Data for review:

________________________________________

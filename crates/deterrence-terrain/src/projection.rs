//! Geographic projection: converts between lat/lon and simulation-space coordinates.
//!
//! Uses equirectangular projection centered on a theater reference point.
//! Accurate to <0.1% within 400km of the reference point.

use deterrence_core::types::Position;

/// Meters per degree of latitude (nearly constant across the globe).
const METERS_PER_DEGREE: f64 = 111_320.0;

/// Geographic projection anchored at a theater center point.
///
/// The reference point maps to sim-space origin (0, 0, 0).
/// x = East, y = North, z = Up (altitude in meters).
#[derive(Debug, Clone)]
pub struct GeoProjection {
    /// Theater center latitude in degrees.
    pub ref_lat: f64,
    /// Theater center longitude in degrees.
    pub ref_lon: f64,
    /// Cached cos(ref_lat) for longitude scaling.
    cos_ref_lat: f64,
}

impl GeoProjection {
    /// Create a new projection centered at the given lat/lon (degrees).
    pub fn new(ref_lat: f64, ref_lon: f64) -> Self {
        Self {
            ref_lat,
            ref_lon,
            cos_ref_lat: ref_lat.to_radians().cos(),
        }
    }

    /// Convert lat/lon (degrees) + altitude (meters) to sim-space Position.
    pub fn to_sim(&self, lat: f64, lon: f64, alt: f64) -> Position {
        let x = (lon - self.ref_lon) * METERS_PER_DEGREE * self.cos_ref_lat;
        let y = (lat - self.ref_lat) * METERS_PER_DEGREE;
        Position::new(x, y, alt)
    }

    /// Convert sim-space Position to (lat, lon, altitude) in degrees/meters.
    pub fn to_geo(&self, pos: &Position) -> (f64, f64, f64) {
        let lon = self.ref_lon + pos.x / (METERS_PER_DEGREE * self.cos_ref_lat);
        let lat = self.ref_lat + pos.y / METERS_PER_DEGREE;
        (lat, lon, pos.z)
    }

    /// Reference latitude (degrees).
    pub fn ref_lat(&self) -> f64 {
        self.ref_lat
    }

    /// Reference longitude (degrees).
    pub fn ref_lon(&self) -> f64 {
        self.ref_lon
    }

    /// Get the longitude scale factor (meters per degree of longitude at this latitude).
    pub fn lon_scale(&self) -> f64 {
        METERS_PER_DEGREE * self.cos_ref_lat
    }

    /// Get the latitude scale factor (meters per degree of latitude).
    pub fn lat_scale(&self) -> f64 {
        METERS_PER_DEGREE
    }
}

________________________________________

How to complete this task:
When the word "latitude" occurs in a line above, list that line.

Exercise solution:
/// Meters per degree of latitude (nearly constant across the globe).
    /// Theater center latitude in degrees.
    /// Reference latitude (degrees).
    /// Get the longitude scale factor (meters per degree of longitude at this latitude).
    /// Get the latitude scale factor (meters per degree of latitude).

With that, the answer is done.